Objective: Prostate involvement by IgG4-related disease (IgG4-RD) is a rarely described organ manifestation and knowledge regarding its frequency and clinical features is limited.

Methods: From a single-center cohort, 168 male patients were examined who satisfied the 2019 ACR/EULAR classification criteria or 2012 consensus histopathologic criteria for IgG4-RD.

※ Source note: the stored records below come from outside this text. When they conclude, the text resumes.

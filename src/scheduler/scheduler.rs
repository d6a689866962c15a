// src/scheduler/scheduler.rs
use std::collections::BTreeMap;
use std::sync::atomic::{AtomicU64, Ordering};
use std::sync::{Arc, Condvar, Mutex, RwLock};
use std::thread::{self, JoinHandle};
use std::time::Duration;

use anyhow::Context;
use chrono::{DateTime, Local, SubsecRound};
use crossbeam::channel::{self, Sender, select};

use crate::capture::{CycleContext, CycleReport, RelayOutcome, run_cycle};
use crate::core::lock::{lock_mutex, lock_rwlock_read, lock_rwlock_write};
use crate::core::{CaptureError, CaptureResult, ComponentLogger, LogContext};
use crate::registry::{Source, SourceId, SourceRegistry};
use crate::scheduler::pool::WorkerPool;
use crate::scheduler::state::{CycleState, SourceMode, SourceStatus};

#[derive(Debug, Clone)]
pub struct SchedulerConfig {
    pub tick_interval: Duration,
    pub workers: usize,
}

impl Default for SchedulerConfig {
    fn default() -> Self {
        Self {
            tick_interval: Duration::from_secs(1),
            workers: 4,
        }
    }
}

type SharedState = Arc<Mutex<CycleState>>;

/// Counts dispatched-but-unfinished cycles.
#[derive(Default)]
struct Activity {
    count: Mutex<usize>,
    idle: Condvar,
}

impl Activity {
    fn enter(&self) {
        *lock_mutex(&self.count, "activity.enter") += 1;
    }

    fn leave(&self) {
        let mut count = lock_mutex(&self.count, "activity.leave");
        *count = count.saturating_sub(1);
        if *count == 0 {
            self.idle.notify_all();
        }
    }

    fn current(&self) -> usize {
        *lock_mutex(&self.count, "activity.current")
    }

    fn wait_idle(&self, timeout: Duration) -> bool {
        let guard = lock_mutex(&self.count, "activity.wait_idle");
        let (guard, _) = self
            .idle
            .wait_timeout_while(guard, timeout, |count| *count > 0)
            .unwrap_or_else(|poisoned| poisoned.into_inner());
        *guard == 0
    }
}

enum ClaimOutcome {
    Captured,
    Skipped,
    Failed(String),
    RelayFailed(String),
}

/// Admission ticket for one cycle of one source. Dropping it, on any path,
/// stamps `last_capture` with the dispatch time and frees the source.
struct CycleClaim {
    source_id: SourceId,
    cycle: u64,
    dispatched_at: DateTime<Local>,
    state: SharedState,
    activity: Arc<Activity>,
    outcome: Option<ClaimOutcome>,
}

impl CycleClaim {
    fn record(&mut self, result: CaptureResult<CycleReport>) {
        let outcome = match result {
            Ok(report) => {
                let stored = report.local_path.display().to_string();
                match report.relay {
                    RelayOutcome::Uploaded => {
                        self.info(&format!("stored {} and relayed {}", stored, report.artifact.remote_path()));
                        ClaimOutcome::Captured
                    }
                    RelayOutcome::Skipped => {
                        self.info(&format!("stored {} (relay not configured)", stored));
                        ClaimOutcome::Captured
                    }
                    RelayOutcome::Failed(e) => {
                        self.warn(&format!("stored {} but relay failed: {}", stored, e));
                        ClaimOutcome::RelayFailed(e.to_string())
                    }
                }
            }
            Err(CaptureError::ConfigurationMissing { what, .. }) => {
                self.debug(&format!("skipped: {} not configured", what));
                ClaimOutcome::Skipped
            }
            Err(e) if e.is_relay() => {
                self.warn(&format!("relay failed: {}", e));
                ClaimOutcome::RelayFailed(e.to_string())
            }
            Err(e) => {
                self.warn(&format!("cycle failed: {}", e));
                ClaimOutcome::Failed(e.to_string())
            }
        };
        self.outcome = Some(outcome);
    }
}

impl ComponentLogger for CycleClaim {
    fn log_context(&self) -> LogContext {
        LogContext::new("cycle", &self.source_id.to_string()).with_cycle(self.cycle)
    }
}

impl Drop for CycleClaim {
    fn drop(&mut self) {
        {
            let mut st = lock_mutex(&self.state, "claim.release");
            st.last_capture = self.dispatched_at;
            st.in_flight = false;
            st.cycles += 1;
            match self.outcome.take() {
                Some(ClaimOutcome::Captured) => st.last_error = None,
                Some(ClaimOutcome::Skipped) => {}
                Some(ClaimOutcome::Failed(e)) => {
                    st.failures += 1;
                    st.last_error = Some(e);
                }
                Some(ClaimOutcome::RelayFailed(e)) => {
                    st.relay_failures += 1;
                    st.last_error = Some(e);
                }
                None => {
                    st.failures += 1;
                    st.last_error = Some("cycle aborted before completion".into());
                }
            }
        }
        self.activity.leave();
    }
}

struct SchedulerInner {
    registry: Arc<dyn SourceRegistry>,
    ctx: Arc<CycleContext>,
    states: RwLock<BTreeMap<SourceId, SharedState>>,
    pool: WorkerPool,
    activity: Arc<Activity>,
    ticks: AtomicU64,
    /// Mode for ids first seen after `enable_all`/`disable_all`.
    blanket_mode: Mutex<Option<SourceMode>>,
}

impl SchedulerInner {
    fn tick(&self) -> Vec<SourceId> {
        // one registry read per tick; never re-read field by field
        let sources = self.registry.list_sources();
        // whole seconds, so tick jitter cannot push a source past its interval
        let now = self.ctx.clock.now().trunc_subsecs(0);
        self.ticks.fetch_add(1, Ordering::Relaxed);
        let blanket = *lock_mutex(&self.blanket_mode, "scheduler.tick.blanket");

        let mut dispatched = Vec::new();
        for source in sources {
            let initial = blanket.unwrap_or(SourceMode::from_enabled(source.enabled));
            let state = self.state_for(source.id, initial);
            if !source.has_address() {
                continue;
            }
            if let Some(claim) = self.try_claim(&source, state, now) {
                dispatched.push(source.id);
                self.dispatch(source, claim);
            }
        }
        dispatched
    }

    fn state_for(&self, id: SourceId, initial: SourceMode) -> SharedState {
        if let Some(state) = lock_rwlock_read(&self.states, "scheduler.state_for").get(&id) {
            return state.clone();
        }
        lock_rwlock_write(&self.states, "scheduler.state_for.insert")
            .entry(id)
            .or_insert_with(|| Arc::new(Mutex::new(CycleState::new(initial))))
            .clone()
    }

    /// Due-check and claim under the source's own lock.
    fn try_claim(&self, source: &Source, state: SharedState, now: DateTime<Local>) -> Option<CycleClaim> {
        let cycle = {
            let mut st = lock_mutex(&state, "scheduler.try_claim");
            if st.mode != SourceMode::Running
                || st.in_flight
                || !st.is_due(now, source.effective_interval_secs())
            {
                return None;
            }
            st.in_flight = true;
            st.cycles + 1
        };

        self.activity.enter();
        Some(CycleClaim {
            source_id: source.id,
            cycle,
            dispatched_at: now,
            state,
            activity: self.activity.clone(),
            outcome: None,
        })
    }

    fn dispatch(&self, source: Source, mut claim: CycleClaim) {
        let ctx = self.ctx.clone();
        let id = source.id;
        let job = Box::new(move || {
            let result = run_cycle(&ctx, source.id, &source.address);
            claim.record(result);
        });

        if !self.pool.execute(job) {
            log::warn!("[scheduler] worker pool closed, source {} not dispatched", id);
        }
    }

    fn known_states(&self) -> Vec<(SourceId, SharedState)> {
        lock_rwlock_read(&self.states, "scheduler.known_states")
            .iter()
            .map(|(id, state)| (*id, state.clone()))
            .collect()
    }
}

struct LoopHandle {
    stop: Sender<()>,
    thread: JoinHandle<()>,
}

/// Decides when each source is due and hands due sources to the worker pool.
pub struct CaptureScheduler {
    inner: Arc<SchedulerInner>,
    tick_interval: Duration,
    control: Mutex<Option<LoopHandle>>,
}

impl CaptureScheduler {
    pub fn new(
        registry: Arc<dyn SourceRegistry>,
        ctx: CycleContext,
        config: SchedulerConfig,
    ) -> anyhow::Result<Self> {
        let pool = WorkerPool::new(config.workers, "capture-worker")
            .context("failed to spawn capture workers")?;

        Ok(Self {
            inner: Arc::new(SchedulerInner {
                registry,
                ctx: Arc::new(ctx),
                states: RwLock::new(BTreeMap::new()),
                pool,
                activity: Arc::new(Activity::default()),
                ticks: AtomicU64::new(0),
                blanket_mode: Mutex::new(None),
            }),
            tick_interval: config.tick_interval,
            control: Mutex::new(None),
        })
    }

    /// Runs one scheduling pass and returns the ids that were dispatched.
    pub fn tick(&self) -> Vec<SourceId> {
        self.inner.tick()
    }

    pub fn ticks(&self) -> u64 {
        self.inner.ticks.load(Ordering::Relaxed)
    }

    pub fn enable(&self, id: SourceId) {
        self.set_mode(id, SourceMode::Running);
    }

    pub fn disable(&self, id: SourceId) {
        self.set_mode(id, SourceMode::Paused);
    }

    pub fn enable_all(&self) {
        self.set_all(SourceMode::Running);
    }

    pub fn disable_all(&self) {
        self.set_all(SourceMode::Paused);
    }

    fn set_mode(&self, id: SourceId, mode: SourceMode) {
        let state = self.inner.state_for(id, mode);
        lock_mutex(&state, "scheduler.set_mode").mode = mode;
        self.debug(&format!("source {} -> {:?}", id, mode));
    }

    fn set_all(&self, mode: SourceMode) {
        *lock_mutex(&self.inner.blanket_mode, "scheduler.set_all.blanket") = Some(mode);
        for source in self.inner.registry.list_sources() {
            self.inner.state_for(source.id, mode);
        }
        let states = self.inner.known_states();
        for (_, state) in &states {
            lock_mutex(state, "scheduler.set_all").mode = mode;
        }
        self.info(&format!("{} sources -> {:?}", states.len(), mode));
    }

    pub fn mode(&self, id: SourceId) -> Option<SourceMode> {
        let state = lock_rwlock_read(&self.inner.states, "scheduler.mode").get(&id).cloned()?;
        let mode = lock_mutex(&state, "scheduler.mode.read").mode;
        Some(mode)
    }

    /// Starts the background tick loop. Calling it while running is a no-op.
    pub fn start(&self) -> anyhow::Result<()> {
        let mut control = lock_mutex(&self.control, "scheduler.start");
        if control.is_some() {
            return Ok(());
        }

        let inner = self.inner.clone();
        let ticker = channel::tick(self.tick_interval);
        let (stop, stop_rx) = channel::bounded::<()>(1);

        let thread = thread::Builder::new()
            .name("capture-scheduler".into())
            .spawn(move || {
                loop {
                    select! {
                        recv(ticker) -> _ => {
                            let dispatched = inner.tick();
                            if !dispatched.is_empty() {
                                log::debug!("[scheduler] dispatched {:?}", dispatched);
                            }
                        }
                        recv(stop_rx) -> _ => break,
                    }
                }
            })
            .context("failed to spawn scheduler loop")?;

        *control = Some(LoopHandle { stop, thread });
        self.info(&format!("started (tick {}ms)", self.tick_interval.as_millis()));
        Ok(())
    }

    /// Stops issuing ticks. Cycles already dispatched keep running.
    pub fn stop(&self) {
        let Some(handle) = lock_mutex(&self.control, "scheduler.stop").take() else {
            return;
        };
        let _ = handle.stop.send(());
        if handle.thread.join().is_err() {
            self.error("scheduler loop panicked");
        }
        self.info("stopped");
    }

    pub fn is_running(&self) -> bool {
        lock_mutex(&self.control, "scheduler.is_running").is_some()
    }

    pub fn in_flight(&self) -> usize {
        self.inner.activity.current()
    }

    /// Blocks until no cycle is in flight or `timeout` elapses. True when idle.
    pub fn wait_idle(&self, timeout: Duration) -> bool {
        self.inner.activity.wait_idle(timeout)
    }

    /// Stops the loop and waits for all dispatched cycles to finish.
    pub fn shutdown(&self) {
        self.stop();
        self.inner.pool.shutdown();
    }

    pub fn status(&self) -> Vec<SourceStatus> {
        let sources: BTreeMap<SourceId, Source> = self
            .inner
            .registry
            .list_sources()
            .into_iter()
            .map(|s| (s.id, s))
            .collect();

        self.inner
            .known_states()
            .into_iter()
            .map(|(id, state)| {
                let st = lock_mutex(&state, "scheduler.status").clone();
                let source = sources.get(&id);
                SourceStatus {
                    id,
                    registered: source.is_some(),
                    name: source.map(|s| s.name.clone()).unwrap_or_default(),
                    address: source.map(|s| s.address.clone()).unwrap_or_default(),
                    interval_secs: source.map(|s| s.effective_interval_secs()).unwrap_or(0),
                    mode: st.mode,
                    in_flight: st.in_flight,
                    last_capture: (!st.never_captured()).then(|| st.last_capture.to_rfc3339()),
                    cycles: st.cycles,
                    failures: st.failures,
                    relay_failures: st.relay_failures,
                    last_error: st.last_error,
                }
            })
            .collect()
    }
}

impl ComponentLogger for CaptureScheduler {
    fn log_context(&self) -> LogContext {
        LogContext::new("scheduler", "main")
    }
}

impl Drop for CaptureScheduler {
    fn drop(&mut self) {
        self.shutdown();
    }
}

Results: Prostate involvement were identified in 25 (15%) of these cases. The majority of patients with IgG4-RD involving the prostate gland (80%) were symptomatic at presentation with incomplete voiding (64%), urinary frequency (52%), and urinary hesitancy (48%) being the most common complaints. The radiologic presentation of prostate disease is most often a focal abnormality suggesting inflammation rather than a mass lesion. While most patients with IgG4-related prostate disease (89%) experienced recurrence after or during glucocorticoid tapering, patients treated with B cell targeted therapy in this series experienced clinical improvement and were tapered off of glucocorticoids. Additionally, patients with IgG4-RD involving the pancreas (p = < 0.001) were more likely to have prostate involvement than were those with other types of organ involvement.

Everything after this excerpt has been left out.